Supplied material:
==================================================
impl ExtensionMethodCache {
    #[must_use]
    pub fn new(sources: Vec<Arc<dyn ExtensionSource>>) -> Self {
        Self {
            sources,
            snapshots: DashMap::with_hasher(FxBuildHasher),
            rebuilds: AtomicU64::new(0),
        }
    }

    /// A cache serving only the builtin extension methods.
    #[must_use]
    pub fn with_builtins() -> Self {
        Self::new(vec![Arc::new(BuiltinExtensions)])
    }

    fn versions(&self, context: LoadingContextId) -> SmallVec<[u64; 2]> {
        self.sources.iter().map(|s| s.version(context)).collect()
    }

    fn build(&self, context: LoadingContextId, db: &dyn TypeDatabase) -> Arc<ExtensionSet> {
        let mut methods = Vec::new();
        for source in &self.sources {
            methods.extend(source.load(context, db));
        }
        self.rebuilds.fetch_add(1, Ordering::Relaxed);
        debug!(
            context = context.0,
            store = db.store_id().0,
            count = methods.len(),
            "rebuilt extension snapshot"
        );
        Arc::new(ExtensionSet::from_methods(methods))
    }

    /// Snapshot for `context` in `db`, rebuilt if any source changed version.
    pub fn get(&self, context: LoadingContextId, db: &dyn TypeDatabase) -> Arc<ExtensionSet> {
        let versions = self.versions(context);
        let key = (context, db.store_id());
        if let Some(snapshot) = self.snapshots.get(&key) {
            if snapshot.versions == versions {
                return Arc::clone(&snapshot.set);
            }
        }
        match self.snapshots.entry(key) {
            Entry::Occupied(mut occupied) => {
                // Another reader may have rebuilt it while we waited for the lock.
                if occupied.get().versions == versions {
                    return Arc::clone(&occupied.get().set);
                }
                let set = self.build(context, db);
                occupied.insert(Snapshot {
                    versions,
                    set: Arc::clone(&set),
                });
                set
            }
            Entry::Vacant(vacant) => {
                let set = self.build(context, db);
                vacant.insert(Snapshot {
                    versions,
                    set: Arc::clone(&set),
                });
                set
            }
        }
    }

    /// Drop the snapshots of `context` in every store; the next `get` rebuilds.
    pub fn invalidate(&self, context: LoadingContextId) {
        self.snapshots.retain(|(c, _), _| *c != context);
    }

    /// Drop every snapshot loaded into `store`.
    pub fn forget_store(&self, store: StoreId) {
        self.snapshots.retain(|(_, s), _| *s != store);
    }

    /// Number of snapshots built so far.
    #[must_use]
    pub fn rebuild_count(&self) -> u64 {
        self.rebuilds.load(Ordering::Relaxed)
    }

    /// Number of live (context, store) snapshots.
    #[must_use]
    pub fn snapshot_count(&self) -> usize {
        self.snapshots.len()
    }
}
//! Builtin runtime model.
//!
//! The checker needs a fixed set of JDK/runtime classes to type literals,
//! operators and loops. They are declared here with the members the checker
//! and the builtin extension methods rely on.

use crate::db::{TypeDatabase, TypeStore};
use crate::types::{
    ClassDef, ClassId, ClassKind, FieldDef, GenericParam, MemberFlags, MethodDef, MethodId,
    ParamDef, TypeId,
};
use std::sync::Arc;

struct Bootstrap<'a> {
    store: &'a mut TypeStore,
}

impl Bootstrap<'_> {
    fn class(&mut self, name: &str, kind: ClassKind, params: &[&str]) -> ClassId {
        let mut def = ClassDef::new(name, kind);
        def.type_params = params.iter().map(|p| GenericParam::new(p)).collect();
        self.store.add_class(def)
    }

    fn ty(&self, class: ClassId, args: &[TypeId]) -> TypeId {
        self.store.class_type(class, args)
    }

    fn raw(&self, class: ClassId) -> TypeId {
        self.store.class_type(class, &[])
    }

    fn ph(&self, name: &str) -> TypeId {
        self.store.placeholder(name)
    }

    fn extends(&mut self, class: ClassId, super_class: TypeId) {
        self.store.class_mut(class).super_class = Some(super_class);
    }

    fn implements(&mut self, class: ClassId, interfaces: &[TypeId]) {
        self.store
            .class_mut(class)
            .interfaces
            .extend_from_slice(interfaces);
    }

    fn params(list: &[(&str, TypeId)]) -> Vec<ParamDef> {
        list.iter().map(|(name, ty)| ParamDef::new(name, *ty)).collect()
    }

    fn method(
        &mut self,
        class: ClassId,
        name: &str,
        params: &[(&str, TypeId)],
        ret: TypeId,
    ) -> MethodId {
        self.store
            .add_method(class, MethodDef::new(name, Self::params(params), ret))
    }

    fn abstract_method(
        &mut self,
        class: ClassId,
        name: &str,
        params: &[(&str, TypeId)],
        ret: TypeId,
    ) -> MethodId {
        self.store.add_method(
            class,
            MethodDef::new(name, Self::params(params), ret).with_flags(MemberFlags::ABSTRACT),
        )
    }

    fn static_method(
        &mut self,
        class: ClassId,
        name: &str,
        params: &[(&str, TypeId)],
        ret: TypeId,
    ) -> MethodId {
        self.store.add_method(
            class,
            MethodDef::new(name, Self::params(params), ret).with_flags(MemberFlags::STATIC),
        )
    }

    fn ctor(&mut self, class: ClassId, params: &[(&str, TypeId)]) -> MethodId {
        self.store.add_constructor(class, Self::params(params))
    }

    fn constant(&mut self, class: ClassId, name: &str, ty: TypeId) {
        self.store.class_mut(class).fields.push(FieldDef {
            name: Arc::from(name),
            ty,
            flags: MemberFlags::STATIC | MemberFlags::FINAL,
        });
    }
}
==================================================
Your instructions: Which of the lines above include the word "FieldDef"? List those lines.

Response box:
    ClassDef, ClassId, ClassKind, FieldDef, GenericParam, MemberFlags, MethodDef, MethodId,
        self.store.class_mut(class).fields.push(FieldDef {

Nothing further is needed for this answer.